New fight brewing over eminent domain

2013-01-25T19:30:00Z 2013-01-25T22:12:37Z New fight brewing over eminent domainBy MIKE DENNISON Gazette State Bureau The Billings Gazette
January 25, 2013 7:30 pm  • 

HELENA — The right of power companies to condemn private property for a transmission line is headed for another battle at the Montana Legislature, as a Republican state senator wants to repeal a two-year-old law defining that right.

Sen. Debby Barrett of Dillon said Friday the law ignored the rights of property owners and tilted the legal landscape too much in favor of power-line developers.

“I’m not anti-business; I’m not anti-energy,” Barrett said. “But it should be done in the right way. There are many of us that believe (the 2011 law) was not the way to do business in Montana.”

Barrett’s Senate Bill 180, which repeals the law, isn’t the only legislation in the works on the issue of eminent domain, which is the legal term for the power to condemn private property for a public use such as a power line, pipeline or highway.

Two other Republicans are preparing bills designed to help landowners negotiate with utilities that want to cross their land to build a power line.

“Right now, the leverage is on the side of the condemnor,” said Rep. Kelly Flynn, a Townsend rancher who will be sponsoring some of the bills. “I want to see a more balanced process.”

Barrett’s SB180 will be heard before a Senate committee early next month.

A lobbyist for NorthWestern Energy, the state’s largest electric utility, said it will oppose Barrett’s bill.

“It’s a disaster for people who expect to have electric services in Montana,” said John Fitzpatrick, NorthWestern's executive director for government affairs. “What we have here is a piece of legislation where Montana would be the only state in the union where a public utility would not be able to use eminent domain.”

Fitzpatrick said the condemnation power of eminent domain is rarely used by NorthWestern or other utilities when stringing a power line, but it’s a necessary tool if a landowner won’t agree to a reasonable price for crossing his or her land.

“What eminent domain is about is protecting society,” he said. “You still run into these situations where someone just wants to say no, or someone wants to shake you down.”

The debate over eminent domain reprises the legislative battle from 2011, when the Legislature went down to its last week before narrowly approving a law stating that utilities and power-line developers can use eminent domain to condemn private property along an approved route.

Utilities asked for the law in the wake of a District Court decision that said they had to expressly show that any line was a public use before using eminent domain. They argued the decision improperly altered longstanding precedent that gave utilities such power, and that the law merely restored what had been understood.

When using eminent domain, utilities go to court to cross someone’s land, but still must negotiate a price they’ll pay the landowner for stringing a line through his or her land.

Barrett said the 2011 law was enacted primarily to help the Montana-Alberta Tie Line in north-central Montana, a merchant power line, and now that MATL is largely finished, the law shouldn’t be needed.

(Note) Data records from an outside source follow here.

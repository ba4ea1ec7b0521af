use std::fs;
use std::path::Path;

use anyhow::{Context, Result};
use jobtrawl_core::{CompanySummary, LocationSummary};
use rust_xlsxwriter::{Format, Workbook, Worksheet};
use tracing::warn;

use crate::JobTable;

pub const RAW_DATA_SHEET: &str = "Raw_Data";
pub const BY_COMPANY_SHEET: &str = "By_Company";
pub const BY_LOCATION_SHEET: &str = "By_Location";

/// Excel rejects longer strings in a single cell.
pub const MAX_CELL_CHARS: usize = 32_767;

enum Cell<'a> {
    Text(&'a str),
    Count(usize),
}

fn row_num(index: usize) -> Result<u32> {
    u32::try_from(index).context("row index exceeds worksheet limits")
}

fn col_num(index: usize) -> Result<u16> {
    u16::try_from(index).context("column index exceeds worksheet limits")
}

/// Cut `text` to at most [`MAX_CELL_CHARS`] characters on a char boundary.
fn fit_cell(text: &str) -> Option<&str> {
    text.char_indices()
        .nth(MAX_CELL_CHARS)
        .map(|(end, _)| &text[..end])
}

fn write_text(sheet: &mut Worksheet, name: &str, row: u32, col: u16, text: &str) -> Result<()> {
    let text = match fit_cell(text) {
        Some(cut) => {
            warn!(
                sheet = name,
                row,
                col,
                chars = text.chars().count(),
                "truncating cell to {MAX_CELL_CHARS} characters"
            );
            cut
        }
        None => text,
    };
    sheet
        .write_string(row, col, text)
        .with_context(|| format!("writing {name} row {row}"))?;
    Ok(())
}

fn write_sheet<'a, H, R>(
    sheet: &mut Worksheet,
    name: &str,
    headers: &[H],
    rows: R,
    header_format: &Format,
) -> Result<()>
where
    H: AsRef<str>,
    R: IntoIterator<Item = Vec<Cell<'a>>>,
{
    sheet
        .set_name(name)
        .with_context(|| format!("naming sheet {name}"))?;
    for (col, header) in headers.iter().enumerate() {
        sheet
            .write_string_with_format(0, col_num(col)?, header.as_ref(), header_format)
            .with_context(|| format!("writing {name} header"))?;
    }
    for (idx, cells) in rows.into_iter().enumerate() {
        let row = row_num(idx + 1)?;
        for (col, cell) in cells.into_iter().enumerate() {
            let col = col_num(col)?;
            match cell {
                Cell::Text(text) => write_text(sheet, name, row, col, text)?,
                Cell::Count(count) => {
                    sheet
                        .write_number(row, col, count as f64)
                        .with_context(|| format!("writing {name} row {row}"))?;
                }
            }
        }
    }
    Ok(())
}

/// Write the cleaned rows and both summaries as three sheets, replacing any file at `path`.
pub fn write_report(
    table: &JobTable,
    by_company: &[CompanySummary],
    by_location: &[LocationSummary],
    path: impl AsRef<Path>,
) -> Result<()> {
    let path = path.as_ref();
    if let Some(parent) = path.parent().filter(|p| !p.as_os_str().is_empty()) {
        fs::create_dir_all(parent)
            .with_context(|| format!("creating report directory {}", parent.display()))?;
    }

    let header_format = Format::new().set_bold();
    let mut workbook = Workbook::new();

    write_sheet(
        workbook.add_worksheet(),
        RAW_DATA_SHEET,
        table.columns(),
        table
            .rows()
            .iter()
            .map(|row| row.iter().map(|v| Cell::Text(v.as_str())).collect::<Vec<_>>()),
        &header_format,
    )?;
    write_sheet(
        workbook.add_worksheet(),
        BY_COMPANY_SHEET,
        &["company", "jobs_count", "locations"],
        by_company.iter().map(|s| {
            vec![
                Cell::Text(s.company.as_str()),
                Cell::Count(s.jobs_count),
                Cell::Text(s.locations.as_str()),
            ]
        }),
        &header_format,
    )?;
    write_sheet(
        workbook.add_worksheet(),
        BY_LOCATION_SHEET,
        &["location", "jobs_count", "companies"],
        by_location.iter().map(|s| {
            vec![
                Cell::Text(s.location.as_str()),
                Cell::Count(s.jobs_count),
                Cell::Text(s.companies.as_str()),
            ]
        }),
        &header_format,
    )?;

    workbook
        .save(path)
        .with_context(|| format!("saving workbook {}", path.display()))?;
    Ok(())
}
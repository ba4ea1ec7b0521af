use std::path::{Path, PathBuf};

use chrono::Utc;
use jobtrawl_adapters::{remoteok_adapter, FetchedPage, ListingAdapter, ListingPage, DEFAULT_LISTING_URL};

fn fixture_dir() -> PathBuf {
    Path::new(env!("CARGO_MANIFEST_DIR")).join("../../fixtures/remoteok/sample")
}

#[test]
fn remoteok_listing_matches_golden_snapshot() {
    let html = std::fs::read_to_string(fixture_dir().join("listing.html")).expect("read listing fixture");
    let snapshot = std::fs::read_to_string(fixture_dir().join("snapshot.json")).expect("read snapshot");
    let expected: ListingPage = serde_json::from_str(&snapshot).expect("parse snapshot");

    let adapter = remoteok_adapter(DEFAULT_LISTING_URL).expect("adapter");
    let page = FetchedPage {
        url: DEFAULT_LISTING_URL.to_string(),
        html,
        fetched_at: Utc::now(),
    };
    let actual = adapter.parse_listing(&page).expect("parse listing");

    assert_eq!(actual, expected);
    assert!(actual.jobs.iter().all(|job| !job.title.is_empty() || !job.company.is_empty()));
}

NorthWestern Energy has proposed another big power line in southwestern Montana, and Barrett said landowners in her district, where the line would pass, believe the law erodes their rights.

Fitzpatrick said that line has been all but shelved, because of shrinking demand for power, but that eminent domain is still needed for routine stringing of power lines to new developments.

Flynn and Sen. Chas Vincent, R-Libby, said they’re developing bills that will reform the eminent-domain procedure, with an eye toward helping landowners get a fair and timely price for using their land.

“We need to clear some things up and allow for some flexibility that would help the landowners and the applicants as well,” Vincent said Friday.